At present, most of the patients with sensorineural damage have suffered only mild to moderate hearing loss. There is great variability in the hearing loss experienced by people exposed to acoustic trauma, based on things like which way they were facing or what was between them and the explosion.

Nick Yanni, 32, a student at Bunker Hill Community College, and his wife, Lee Ann Yanni, 31, a physical therapist, were 10 feet from the first bomb when it went off. Ms. Yanni said she immediately lost hearing in her left ear, but at the time was far more worried about her broken left fibula.

At the emergency room at Tufts Medical Center, she struggled to answer doctors' muffled questions about her leg.

Mr. Yanni discovered at the E.R. that he could not hear in either ear and tried to read lips. An hour or two later, his ears became painfully sensitive to background noise, so he put in earplugs. By nightfall, his hearing had returned.

"We were standing right next to each other," Ms. Yanni said. "His hearing loss turned out to be temporary, and mine is lasting."

After three operations for her leg fracture in five days, she was discharged on Monday. "I know I can function even if my hearing isn't perfect, but I'd like to get it back," Ms.
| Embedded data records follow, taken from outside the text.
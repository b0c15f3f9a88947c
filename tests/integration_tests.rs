//! End-to-end enrichment through the library API
//!
//! Statements are generated with rust_xlsxwriter, processed with an
//! in-memory rate source and read back with calamine.


use calamine::{Data, Reader};
use chrono::NaiveDate;
use fxstatement::config::Config;
use fxstatement::enrich::SheetOutcome;
use fxstatement::pipeline::{process_all, process_file};
use fxstatement::rates::{RateSeries, RateSource, SeriesSource};
use fxstatement::summary::{NOT_AVAILABLE, SUMMARY_SHEET};
use fxstatement::workbook::read_statement;
use std::sync::Arc;
use tempfile::TempDir;
use workbook_helpers::{
    fixture_rates, formula_at, open_output, value_at, write_rates_file, write_statement_fixture,
    Fixture,
};

fn test_config(dir: &TempDir) -> Config {
    Config {
        input_dir: dir.path().join("input"),
        output_dir: dir.path().join("output"),
        ..Config::default()
    }
}

fn source() -> SeriesSource {
    SeriesSource::new(RateSeries::new(fixture_rates()))
}

#[tokio::test]
async fn statement_is_enriched_and_summarized() {
    let dir = TempDir::new().unwrap();
    let config = test_config(&dir);
    std::fs::create_dir_all(&config.input_dir).unwrap();
    let input = config.input_dir.join("etoro-2022.xlsx");
    write_statement_fixture(&input, Fixture::default());

    let report = process_file(&input, &config, &source()).await;
    assert!(report.succeeded(), "{:?}", report.error);
    assert!(report.summary_unavailable.is_empty());
    assert_eq!(
        report.rate_range,
        Some((
            NaiveDate::from_ymd_opt(2021, 12, 27).unwrap(),
            NaiveDate::from_ymd_opt(2022, 1, 12).unwrap()
        ))
    );
    assert_eq!(
        report.sheets[0],
        SheetOutcome::Enriched {
            sheet: "Account Activity".to_string(),
            rows: 2,
            skipped_rows: 1,
            columns: vec!["Exchange Rate".to_string(), "Amount (HUF)".to_string()],
        }
    );

    let output = report.output.unwrap();
    assert_eq!(output, config.output_dir.join("etoro-2022.xlsx"));
    let mut workbook = open_output(&output);
    assert_eq!(
        workbook.sheet_names(),
        vec![
            "Account Activity",
            "Closed Positions",
            "Dividends",
            "Notes",
            SUMMARY_SHEET
        ]
    );

    // Account activity: E and F appended after Details
    assert_eq!(
        value_at(&mut workbook, "Account Activity", (0, 4)),
        Some(Data::String("Exchange Rate".to_string()))
    );
    assert_eq!(
        value_at(&mut workbook, "Account Activity", (1, 4)),
        Some(Data::Float(360.5))
    );
    assert_eq!(
        formula_at(&mut workbook, "Account Activity", (1, 5)).as_deref(),
        Some("B2*E2")
    );
    assert_eq!(formula_at(&mut workbook, "Account Activity", (2, 5)), None);
    assert_eq!(
        value_at(&mut workbook, "Account Activity", (3, 4)),
        Some(Data::Float(356.0))
    );

    // Closed positions: open rate I, at open J, close rate K, at close L, profit M
    assert_eq!(
        value_at(&mut workbook, "Closed Positions", (1, 8)),
        Some(Data::Float(361.0))
    );
    assert_eq!(
        value_at(&mut workbook, "Closed Positions", (1, 10)),
        Some(Data::Float(357.75))
    );
    assert_eq!(
        formula_at(&mut workbook, "Closed Positions", (1, 9)).as_deref(),
        Some("C2*I2")
    );
    assert_eq!(
        formula_at(&mut workbook, "Closed Positions", (1, 11)).as_deref(),
        Some("(C2-G2)*K2")
    );
    assert_eq!(
        formula_at(&mut workbook, "Closed Positions", (1, 12)).as_deref(),
        Some("J2-L2")
    );

    // Dividends: the payment date is a real date cell
    assert_eq!(
        value_at(&mut workbook, "Dividends", (1, 4)),
        Some(Data::Float(358.25))
    );
    assert_eq!(
        formula_at(&mut workbook, "Dividends", (1, 6)).as_deref(),
        Some("D2*E2")
    );

    // Input formulas survive
    assert_eq!(formula_at(&mut workbook, "Notes", (0, 1)).as_deref(), Some("1+1"));

    assert_eq!(
        formula_at(&mut workbook, SUMMARY_SHEET, (2, 1)).as_deref(),
        Some("SUMIF('Closed Positions'!H:H,\"ETF\",'Closed Positions'!G:G)")
    );
    assert_eq!(
        formula_at(&mut workbook, SUMMARY_SHEET, (1, 2)).as_deref(),
        Some("SUMIF('Closed Positions'!H:H,\"Stocks\",'Closed Positions'!M:M)")
    );
    assert_eq!(
        formula_at(&mut workbook, SUMMARY_SHEET, (8, 1)).as_deref(),
        Some("SUM(Dividends!C:C)")
    );
}

#[tokio::test]
async fn missing_profit_column_skips_only_closed_positions() {
    let dir = TempDir::new().unwrap();
    let config = test_config(&dir);
    std::fs::create_dir_all(&config.input_dir).unwrap();
    let input = config.input_dir.join("no-profit.xlsx");
    write_statement_fixture(
        &input,
        Fixture {
            with_profit: false,
            ..Fixture::default()
        },
    );

    let report = process_file(&input, &config, &source()).await;
    assert!(report.succeeded(), "{:?}", report.error);
    match &report.sheets[1] {
        SheetOutcome::Skipped { sheet, reason } => {
            assert_eq!(sheet, "Closed Positions");
            assert!(reason.contains("Profit(USD)"), "{}", reason);
        }
        other => panic!("unexpected outcome: {:?}", other),
    }
    assert!(matches!(report.sheets[0], SheetOutcome::Enriched { .. }));
    assert!(matches!(report.sheets[2], SheetOutcome::Enriched { .. }));
    assert_eq!(report.summary_unavailable, vec!["Closed Positions".to_string()]);

    let output = report.output.unwrap();
    let statement = read_statement(&output).unwrap();
    let positions = statement.sheet("Closed Positions").unwrap();
    assert_eq!(positions.bound().to_string(), "A1:H2");

    let mut workbook = open_output(&output);
    for row in 1..=5 {
        assert_eq!(
            value_at(&mut workbook, SUMMARY_SHEET, (row, 1)),
            Some(Data::String(NOT_AVAILABLE.to_string()))
        );
    }
    assert_eq!(
        formula_at(&mut workbook, "Account Activity", (1, 5)).as_deref(),
        Some("B2*E2")
    );
}

#[tokio::test]
async fn absent_dividends_sheet_is_reported() {
    let dir = TempDir::new().unwrap();
    let config = test_config(&dir);
    std::fs::create_dir_all(&config.input_dir).unwrap();
    let input = config.input_dir.join("no-dividends.xlsx");
    write_statement_fixture(
        &input,
        Fixture {
            with_dividends: false,
            ..Fixture::default()
        },
    );

    let report = process_file(&input, &config, &source()).await;
    assert!(report.succeeded(), "{:?}", report.error);
    assert_eq!(
        report.sheets[2],
        SheetOutcome::Absent {
            sheet: "Dividends".to_string()
        }
    );
    assert_eq!(report.summary_unavailable, vec!["Dividends".to_string()]);
}

#[tokio::test]
async fn failing_file_does_not_stop_the_others() {
    let dir = TempDir::new().unwrap();
    let config = Arc::new(test_config(&dir));
    std::fs::create_dir_all(&config.input_dir).unwrap();
    let good = config.input_dir.join("good.xlsx");
    let broken = config.input_dir.join("broken.xlsx");
    write_statement_fixture(&good, Fixture::default());
    std::fs::write(&broken, b"not a zip archive").unwrap();

    let reports = process_all(vec![good.clone(), broken.clone()], config.clone(), Arc::new(source())).await;
    assert_eq!(reports.len(), 2);
    assert_eq!(reports[0].input, broken);
    assert!(!reports[0].succeeded());
    assert_eq!(reports[1].input, good);
    assert!(reports[1].succeeded());
    assert!(config.output_dir.join("good.xlsx").exists());
    assert!(!config.output_dir.join("broken.xlsx").exists());
}

#[tokio::test]
async fn rates_file_feeds_the_series_source() {
    let dir = TempDir::new().unwrap();
    let path = dir.path().join("rates.json");
    write_rates_file(&path, &fixture_rates());

    let source = SeriesSource::from_json_file(&path).unwrap();
    let series = source
        .fetch_rates(
            NaiveDate::from_ymd_opt(2022, 1, 1).unwrap(),
            NaiveDate::from_ymd_opt(2022, 1, 10).unwrap(),
        )
        .await
        .unwrap();
    assert_eq!(series.len(), 3);
    assert_eq!(series.first_date(), NaiveDate::from_ymd_opt(2022, 1, 3));
}
//! In-memory workbook model: sheets, cells, addresses and header indexes.

pub mod address;
pub mod cell;
pub mod grid;
pub mod header;
pub mod mutator;

pub use address::{column_index, column_letters, Bound, CellAddress, MAX_COLUMN};
pub use cell::{Cell, CellValue, Formula, Reference};
pub use grid::Grid;
pub use header::HeaderIndex;

use crate::error::EnrichError;

/// Freshness of a sheet's header index
#[derive(Debug, Clone, PartialEq)]
enum IndexState {
    Indexed(HeaderIndex),
    Dirty,
}

/// One worksheet: its grid plus the derived header index
#[derive(Debug, Clone, PartialEq)]
pub struct Sheet {
    name: String,
    grid: Grid,
    index: IndexState,
}

impl Sheet {
    /// Wrap a grid and index its header row
    pub fn new(name: impl Into<String>, grid: Grid) -> Self {
        let index = IndexState::Indexed(HeaderIndex::build(&grid));
        Self {
            name: name.into(),
            grid,
            index,
        }
    }

    pub fn name(&self) -> &str {
        &self.name
    }

    pub fn grid(&self) -> &Grid {
        &self.grid
    }

    pub fn bound(&self) -> &Bound {
        self.grid.bound()
    }

    pub fn cell(&self, address: CellAddress) -> Option<&Cell> {
        self.grid.get(address)
    }

    pub fn is_indexed(&self) -> bool {
        matches!(self.index, IndexState::Indexed(_))
    }

    /// Header index, or `StaleIndex` if the sheet changed since the last refresh
    pub fn headers(&self) -> Result<&HeaderIndex, EnrichError> {
        match &self.index {
            IndexState::Indexed(index) => Ok(index),
            IndexState::Dirty => Err(EnrichError::StaleIndex(self.name.clone())),
        }
    }

    /// Rebuild the header index from the current grid
    pub fn refresh_index(&mut self) {
        self.index = IndexState::Indexed(HeaderIndex::build(&self.grid));
    }

    /// Column of the first alias present in the header row
    pub fn column(&self, aliases: &[&str]) -> Result<u32, EnrichError> {
        self.headers()?
            .resolve(aliases)
            .map(|(_, col)| col)
            .ok_or_else(|| EnrichError::MissingColumn {
                sheet: self.name.clone(),
                candidates: aliases.iter().map(|a| a.to_string()).collect(),
            })
    }

    /// Like `column`, but a missing header is `Ok(None)`
    pub fn optional_column(&self, aliases: &[&str]) -> Result<Option<u32>, EnrichError> {
        Ok(self.headers()?.resolve(aliases).map(|(_, col)| col))
    }

    /// Write a cell inside the declared bound
    ///
    /// Writing into the header row invalidates the header index.
    pub fn set_cell(&mut self, address: CellAddress, cell: Cell) -> Result<(), EnrichError> {
        self.grid.set(address, cell)?;
        if address.row == self.grid.bound().header_row() {
            self.index = IndexState::Dirty;
        }
        Ok(())
    }

    pub(crate) fn extend_bound(&mut self, address: CellAddress) {
        self.grid.extend_bound(address);
        self.index = IndexState::Dirty;
    }
}

/// All sheets read from one input workbook
#[derive(Debug, Clone, PartialEq)]
pub struct Statement {
    name: String,
    sheets: Vec<Sheet>,
}

impl Statement {
    /// `name` is the base name used for the output file
    pub fn new(name: impl Into<String>) -> Self {
        Self {
            name: name.into(),
            sheets: Vec::new(),
        }
    }

    pub fn name(&self) -> &str {
        &self.name
    }

    /// Add a sheet, replacing any existing sheet with the same name in place
    pub fn push_sheet(&mut self, sheet: Sheet) {
        match self.sheets.iter_mut().find(|s| s.name == sheet.name) {
            Some(existing) => *existing = sheet,
            None => self.sheets.push(sheet),
        }
    }

    pub fn sheet(&self, name: &str) -> Option<&Sheet> {
        self.sheets.iter().find(|s| s.name == name)
    }

    pub fn sheet_mut(&mut self, name: &str) -> Option<&mut Sheet> {
        self.sheets.iter_mut().find(|s| s.name == name)
    }

    pub fn sheets(&self) -> &[Sheet] {
        &self.sheets
    }

    pub fn sheet_names(&self) -> Vec<&str> {
        self.sheets.iter().map(|s| s.name.as_str()).collect()
    }
}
Yanni said.

Within 24 hours of the bombings, Beth Israel Deaconess Medical Center in Boston began auditory evaluations of bombing victims after several mentioned that voices sounded as if they were underwater or that their own voices seemed louder.

Dr. Selena E. Heman-Ackah, medical director of otology, neurotology and audiology at Beth Israel Deaconess, has evaluated roughly 20 patients with hearing loss in wake of bombings. All but two suffered perforations of the eardrums, she said.

Given the loudness of the explosions, Dr. Heman-Ackah said she expected to see more patients with nerve-related hearing loss. She believes that the eardrum perforations might have been protective against the more permanent neural loss.

The night of the bombings, Dr. Alicia M. Quesnel, an ear specialist at the Massachusetts Eye and Ear Infirmary, began doing consultations with some patients injured by bomb blasts, once they had been stabilized, using a tuning fork to gauge the type of auditory loss.

If patients can hear the tuning fork touching their skull, the hearing loss is probably conductive — related to a torn eardrum or damage to the tiny bones behind it. But if they can hear a tuning fork held in front of the ear better, or cannot hear either one, Dr. Quesnel said, "you worry about inner ear hearing loss that's neural."

"Most of what we are seeing is conductive hearing loss," she said. "It will either heal on its own, or down the line they won't end up with a huge hearing loss because it can be fixed."

Dr. Jonathon Sillman, an ear specialist at Tufts Medical Center, has evaluated about 10 bombing victims for hearing injuries. All were given audiograms as soon as they could sit in a wheelchair in a soundproof booth.

"One of the most striking things about this experience is how variable the injuries were," Dr. Sillman said.

One patient was standing next to a person who lost her legs, he said, yet "her only injury is one perforated eardrum with no neural hearing loss." He suspects the person who lost her limbs must have shielded his patient from the energy of the blast.